Exercise details:
Pull every line containing the word "impl" from the records.

Listed entries:

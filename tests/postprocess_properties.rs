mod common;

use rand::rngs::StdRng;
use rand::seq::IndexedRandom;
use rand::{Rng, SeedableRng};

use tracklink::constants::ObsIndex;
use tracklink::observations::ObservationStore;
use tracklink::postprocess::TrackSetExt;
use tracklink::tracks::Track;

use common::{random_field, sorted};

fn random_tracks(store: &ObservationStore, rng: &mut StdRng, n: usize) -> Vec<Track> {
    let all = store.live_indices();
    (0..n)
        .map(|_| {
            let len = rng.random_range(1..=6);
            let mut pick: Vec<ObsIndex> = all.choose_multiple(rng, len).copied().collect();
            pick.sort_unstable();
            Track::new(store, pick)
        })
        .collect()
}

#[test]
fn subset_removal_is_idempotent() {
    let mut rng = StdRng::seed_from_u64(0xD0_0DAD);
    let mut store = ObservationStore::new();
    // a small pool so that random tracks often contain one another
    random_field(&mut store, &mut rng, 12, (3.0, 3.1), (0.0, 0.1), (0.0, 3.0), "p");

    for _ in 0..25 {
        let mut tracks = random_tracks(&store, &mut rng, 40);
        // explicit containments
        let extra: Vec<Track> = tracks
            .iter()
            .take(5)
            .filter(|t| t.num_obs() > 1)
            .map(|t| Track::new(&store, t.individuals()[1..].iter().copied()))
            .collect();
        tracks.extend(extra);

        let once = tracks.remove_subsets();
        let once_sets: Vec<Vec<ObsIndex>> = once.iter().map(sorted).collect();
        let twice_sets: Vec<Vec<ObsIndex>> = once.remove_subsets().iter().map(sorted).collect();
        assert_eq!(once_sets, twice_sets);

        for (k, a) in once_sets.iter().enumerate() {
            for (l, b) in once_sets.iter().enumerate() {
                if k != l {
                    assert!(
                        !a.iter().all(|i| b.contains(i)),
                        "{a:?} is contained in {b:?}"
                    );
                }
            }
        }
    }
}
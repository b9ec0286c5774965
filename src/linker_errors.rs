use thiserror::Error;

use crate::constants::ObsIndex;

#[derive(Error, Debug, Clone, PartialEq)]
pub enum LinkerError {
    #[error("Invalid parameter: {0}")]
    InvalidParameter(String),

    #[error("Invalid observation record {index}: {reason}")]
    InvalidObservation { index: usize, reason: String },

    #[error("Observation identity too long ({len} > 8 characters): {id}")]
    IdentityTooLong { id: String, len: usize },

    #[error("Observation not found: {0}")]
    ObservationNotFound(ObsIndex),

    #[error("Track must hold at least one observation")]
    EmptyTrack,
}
==
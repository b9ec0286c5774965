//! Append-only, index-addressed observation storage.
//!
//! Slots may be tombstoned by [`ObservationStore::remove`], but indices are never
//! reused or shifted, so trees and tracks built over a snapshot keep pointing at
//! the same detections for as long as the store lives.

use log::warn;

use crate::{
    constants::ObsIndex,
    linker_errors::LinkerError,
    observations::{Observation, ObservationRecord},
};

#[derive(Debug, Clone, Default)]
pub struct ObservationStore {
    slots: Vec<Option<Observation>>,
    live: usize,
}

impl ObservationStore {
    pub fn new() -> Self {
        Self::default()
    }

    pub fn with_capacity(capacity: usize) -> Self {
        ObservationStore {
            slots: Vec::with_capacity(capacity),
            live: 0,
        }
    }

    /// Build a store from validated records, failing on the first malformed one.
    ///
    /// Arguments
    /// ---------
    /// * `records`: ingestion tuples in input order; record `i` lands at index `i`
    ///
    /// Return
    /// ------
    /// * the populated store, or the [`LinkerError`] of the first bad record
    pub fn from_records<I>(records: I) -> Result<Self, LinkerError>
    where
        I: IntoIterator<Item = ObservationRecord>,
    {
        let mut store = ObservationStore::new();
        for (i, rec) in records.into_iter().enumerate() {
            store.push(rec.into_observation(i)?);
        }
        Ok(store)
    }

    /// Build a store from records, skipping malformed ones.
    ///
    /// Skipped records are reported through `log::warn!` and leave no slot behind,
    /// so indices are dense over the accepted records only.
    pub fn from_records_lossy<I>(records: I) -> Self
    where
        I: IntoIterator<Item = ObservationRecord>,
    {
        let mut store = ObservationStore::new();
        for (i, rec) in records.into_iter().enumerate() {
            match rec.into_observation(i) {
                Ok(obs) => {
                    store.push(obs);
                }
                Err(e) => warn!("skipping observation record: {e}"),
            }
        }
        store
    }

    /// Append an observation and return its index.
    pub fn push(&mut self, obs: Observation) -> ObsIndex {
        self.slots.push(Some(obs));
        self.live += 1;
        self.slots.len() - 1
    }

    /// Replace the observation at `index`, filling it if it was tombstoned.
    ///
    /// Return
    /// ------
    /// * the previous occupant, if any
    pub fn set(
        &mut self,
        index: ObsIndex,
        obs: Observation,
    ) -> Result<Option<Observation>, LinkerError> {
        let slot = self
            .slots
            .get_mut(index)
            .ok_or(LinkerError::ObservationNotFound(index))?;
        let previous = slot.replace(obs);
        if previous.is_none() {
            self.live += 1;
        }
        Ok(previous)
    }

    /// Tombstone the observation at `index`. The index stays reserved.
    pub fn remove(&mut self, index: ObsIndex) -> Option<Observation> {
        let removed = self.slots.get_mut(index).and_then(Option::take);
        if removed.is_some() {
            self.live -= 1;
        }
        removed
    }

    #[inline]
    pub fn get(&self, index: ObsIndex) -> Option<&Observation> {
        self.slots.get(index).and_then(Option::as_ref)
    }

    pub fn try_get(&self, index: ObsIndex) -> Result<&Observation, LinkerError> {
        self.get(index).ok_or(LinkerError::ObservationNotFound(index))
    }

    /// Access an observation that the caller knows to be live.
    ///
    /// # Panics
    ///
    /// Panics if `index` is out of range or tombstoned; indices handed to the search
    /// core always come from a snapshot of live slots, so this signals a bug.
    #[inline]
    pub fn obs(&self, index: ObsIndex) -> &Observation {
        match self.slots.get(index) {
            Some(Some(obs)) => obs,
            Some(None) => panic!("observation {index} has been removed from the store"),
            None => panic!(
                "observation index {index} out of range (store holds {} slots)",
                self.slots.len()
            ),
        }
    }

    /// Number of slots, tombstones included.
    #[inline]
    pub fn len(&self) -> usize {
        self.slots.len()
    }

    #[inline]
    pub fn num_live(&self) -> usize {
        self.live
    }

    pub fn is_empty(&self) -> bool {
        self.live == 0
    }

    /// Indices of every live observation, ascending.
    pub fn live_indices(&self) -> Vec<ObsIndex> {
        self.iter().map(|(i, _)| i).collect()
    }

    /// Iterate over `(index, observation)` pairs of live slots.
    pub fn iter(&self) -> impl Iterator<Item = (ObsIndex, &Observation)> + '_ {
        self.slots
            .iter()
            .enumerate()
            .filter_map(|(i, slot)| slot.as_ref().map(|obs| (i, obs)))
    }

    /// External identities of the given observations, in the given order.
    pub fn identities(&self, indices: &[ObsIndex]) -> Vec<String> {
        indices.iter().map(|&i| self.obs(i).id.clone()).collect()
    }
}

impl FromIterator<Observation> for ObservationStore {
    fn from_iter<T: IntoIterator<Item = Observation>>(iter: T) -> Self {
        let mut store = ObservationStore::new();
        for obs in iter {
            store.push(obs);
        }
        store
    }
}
==
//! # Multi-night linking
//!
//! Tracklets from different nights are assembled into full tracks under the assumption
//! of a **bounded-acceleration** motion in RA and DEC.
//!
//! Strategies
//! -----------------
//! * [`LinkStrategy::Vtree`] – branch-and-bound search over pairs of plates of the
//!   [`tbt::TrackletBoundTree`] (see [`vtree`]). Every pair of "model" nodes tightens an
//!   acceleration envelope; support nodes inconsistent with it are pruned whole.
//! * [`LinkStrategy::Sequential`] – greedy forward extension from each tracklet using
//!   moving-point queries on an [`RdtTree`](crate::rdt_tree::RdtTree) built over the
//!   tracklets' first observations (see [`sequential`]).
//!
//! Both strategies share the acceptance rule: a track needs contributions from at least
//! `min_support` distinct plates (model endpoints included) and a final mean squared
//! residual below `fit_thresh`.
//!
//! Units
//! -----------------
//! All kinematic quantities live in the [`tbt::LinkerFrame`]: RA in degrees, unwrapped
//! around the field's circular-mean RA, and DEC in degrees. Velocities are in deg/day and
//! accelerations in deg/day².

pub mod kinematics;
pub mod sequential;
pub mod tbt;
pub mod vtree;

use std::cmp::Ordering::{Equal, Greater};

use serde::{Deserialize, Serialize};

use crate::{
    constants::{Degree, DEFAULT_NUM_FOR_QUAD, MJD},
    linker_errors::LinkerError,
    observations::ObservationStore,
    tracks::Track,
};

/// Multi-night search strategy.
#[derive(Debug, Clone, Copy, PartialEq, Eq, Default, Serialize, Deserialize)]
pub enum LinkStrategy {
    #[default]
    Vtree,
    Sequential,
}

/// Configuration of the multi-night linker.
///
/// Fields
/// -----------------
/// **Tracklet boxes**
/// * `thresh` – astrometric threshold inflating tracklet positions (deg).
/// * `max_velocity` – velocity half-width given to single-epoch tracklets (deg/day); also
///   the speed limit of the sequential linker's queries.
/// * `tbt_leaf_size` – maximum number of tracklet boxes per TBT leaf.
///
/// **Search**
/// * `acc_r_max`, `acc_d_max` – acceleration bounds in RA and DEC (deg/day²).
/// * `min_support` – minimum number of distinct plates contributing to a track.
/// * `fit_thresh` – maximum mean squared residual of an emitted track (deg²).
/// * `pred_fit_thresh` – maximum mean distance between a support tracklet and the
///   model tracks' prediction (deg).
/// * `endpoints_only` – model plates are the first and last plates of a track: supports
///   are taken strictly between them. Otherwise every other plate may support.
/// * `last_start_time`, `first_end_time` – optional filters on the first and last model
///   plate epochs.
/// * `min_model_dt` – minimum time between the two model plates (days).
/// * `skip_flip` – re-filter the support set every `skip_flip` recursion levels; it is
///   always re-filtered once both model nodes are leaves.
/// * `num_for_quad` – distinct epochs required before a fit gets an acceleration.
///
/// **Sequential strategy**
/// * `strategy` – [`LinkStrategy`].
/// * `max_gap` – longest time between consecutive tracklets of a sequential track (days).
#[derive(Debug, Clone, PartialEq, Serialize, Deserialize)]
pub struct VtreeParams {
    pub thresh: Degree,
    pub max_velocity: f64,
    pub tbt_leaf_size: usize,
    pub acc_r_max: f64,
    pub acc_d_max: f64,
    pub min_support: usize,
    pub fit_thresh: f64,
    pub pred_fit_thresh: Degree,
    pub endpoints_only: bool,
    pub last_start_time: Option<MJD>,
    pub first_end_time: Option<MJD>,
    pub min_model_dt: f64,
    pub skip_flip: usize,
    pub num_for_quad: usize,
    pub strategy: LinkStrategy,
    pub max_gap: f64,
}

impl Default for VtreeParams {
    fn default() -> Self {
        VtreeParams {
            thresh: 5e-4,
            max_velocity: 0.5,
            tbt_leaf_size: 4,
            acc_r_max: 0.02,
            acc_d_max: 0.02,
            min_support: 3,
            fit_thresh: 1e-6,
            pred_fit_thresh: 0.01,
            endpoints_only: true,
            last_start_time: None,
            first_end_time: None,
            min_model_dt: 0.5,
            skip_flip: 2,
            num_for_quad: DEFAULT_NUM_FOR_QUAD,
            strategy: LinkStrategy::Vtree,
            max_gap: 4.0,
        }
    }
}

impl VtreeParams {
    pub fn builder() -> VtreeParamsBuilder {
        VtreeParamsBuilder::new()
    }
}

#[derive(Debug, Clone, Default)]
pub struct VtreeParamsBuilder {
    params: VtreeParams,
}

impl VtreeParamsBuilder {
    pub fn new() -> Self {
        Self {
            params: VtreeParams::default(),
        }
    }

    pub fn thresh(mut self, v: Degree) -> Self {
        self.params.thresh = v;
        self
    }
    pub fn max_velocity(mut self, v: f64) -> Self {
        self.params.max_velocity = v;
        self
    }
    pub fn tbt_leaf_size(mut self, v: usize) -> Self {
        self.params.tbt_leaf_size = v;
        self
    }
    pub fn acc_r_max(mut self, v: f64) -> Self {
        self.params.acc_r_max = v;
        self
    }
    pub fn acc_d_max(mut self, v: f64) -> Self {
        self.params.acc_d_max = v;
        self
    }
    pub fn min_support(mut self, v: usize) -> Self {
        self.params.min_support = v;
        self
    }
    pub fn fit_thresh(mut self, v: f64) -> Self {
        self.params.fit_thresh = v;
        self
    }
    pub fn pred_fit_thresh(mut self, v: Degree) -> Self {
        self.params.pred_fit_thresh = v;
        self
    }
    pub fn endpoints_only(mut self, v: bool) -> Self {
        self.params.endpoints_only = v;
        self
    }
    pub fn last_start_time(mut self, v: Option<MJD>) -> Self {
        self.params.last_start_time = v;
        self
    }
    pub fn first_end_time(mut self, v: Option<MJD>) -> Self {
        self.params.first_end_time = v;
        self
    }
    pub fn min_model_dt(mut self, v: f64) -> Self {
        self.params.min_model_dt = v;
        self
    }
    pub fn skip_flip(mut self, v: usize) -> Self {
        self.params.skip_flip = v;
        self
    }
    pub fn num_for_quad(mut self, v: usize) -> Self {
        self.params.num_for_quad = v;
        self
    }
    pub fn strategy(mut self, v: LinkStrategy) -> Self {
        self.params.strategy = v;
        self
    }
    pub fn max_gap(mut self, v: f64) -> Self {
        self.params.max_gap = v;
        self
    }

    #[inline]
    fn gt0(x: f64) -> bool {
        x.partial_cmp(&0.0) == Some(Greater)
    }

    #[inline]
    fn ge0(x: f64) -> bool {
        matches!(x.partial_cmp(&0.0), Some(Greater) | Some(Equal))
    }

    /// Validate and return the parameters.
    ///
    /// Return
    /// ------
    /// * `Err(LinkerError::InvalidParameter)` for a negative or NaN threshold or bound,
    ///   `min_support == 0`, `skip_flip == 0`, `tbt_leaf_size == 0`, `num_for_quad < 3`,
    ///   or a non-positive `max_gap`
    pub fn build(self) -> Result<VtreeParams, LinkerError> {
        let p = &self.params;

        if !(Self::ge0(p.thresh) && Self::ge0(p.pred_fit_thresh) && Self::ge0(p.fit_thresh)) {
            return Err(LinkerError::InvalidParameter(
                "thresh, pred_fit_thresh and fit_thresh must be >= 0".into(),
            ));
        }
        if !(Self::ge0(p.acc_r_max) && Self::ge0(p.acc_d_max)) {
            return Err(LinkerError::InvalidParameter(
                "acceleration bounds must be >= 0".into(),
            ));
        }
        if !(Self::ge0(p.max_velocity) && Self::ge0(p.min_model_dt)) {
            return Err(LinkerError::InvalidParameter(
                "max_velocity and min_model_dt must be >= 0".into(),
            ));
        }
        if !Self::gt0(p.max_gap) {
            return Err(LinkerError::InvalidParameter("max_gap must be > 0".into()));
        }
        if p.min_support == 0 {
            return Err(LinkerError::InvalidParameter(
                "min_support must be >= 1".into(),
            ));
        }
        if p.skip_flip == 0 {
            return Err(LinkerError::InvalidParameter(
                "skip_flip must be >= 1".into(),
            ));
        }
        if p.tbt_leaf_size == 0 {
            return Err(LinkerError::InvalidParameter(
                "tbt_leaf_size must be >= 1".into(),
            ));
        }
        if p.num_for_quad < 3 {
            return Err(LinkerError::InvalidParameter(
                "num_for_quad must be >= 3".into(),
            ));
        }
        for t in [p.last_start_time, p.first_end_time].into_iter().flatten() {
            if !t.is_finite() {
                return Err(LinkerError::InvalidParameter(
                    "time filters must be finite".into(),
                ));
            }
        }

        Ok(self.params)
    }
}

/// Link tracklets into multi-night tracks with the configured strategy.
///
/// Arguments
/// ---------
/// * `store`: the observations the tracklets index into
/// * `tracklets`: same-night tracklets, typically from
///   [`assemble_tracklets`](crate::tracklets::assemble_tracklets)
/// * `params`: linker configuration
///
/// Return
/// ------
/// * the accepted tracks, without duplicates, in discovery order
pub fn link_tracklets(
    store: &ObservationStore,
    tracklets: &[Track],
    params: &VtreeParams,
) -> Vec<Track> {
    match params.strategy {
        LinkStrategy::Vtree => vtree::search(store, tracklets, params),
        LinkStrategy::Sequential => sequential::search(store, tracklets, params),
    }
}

Solution to this exercise:
impl ObservationStore {
    pub fn iter(&self) -> impl Iterator<Item = (ObsIndex, &Observation)> + '_ {
impl FromIterator<Observation> for ObservationStore {
impl Default for VtreeParams {
impl VtreeParams {
impl VtreeParamsBuilder {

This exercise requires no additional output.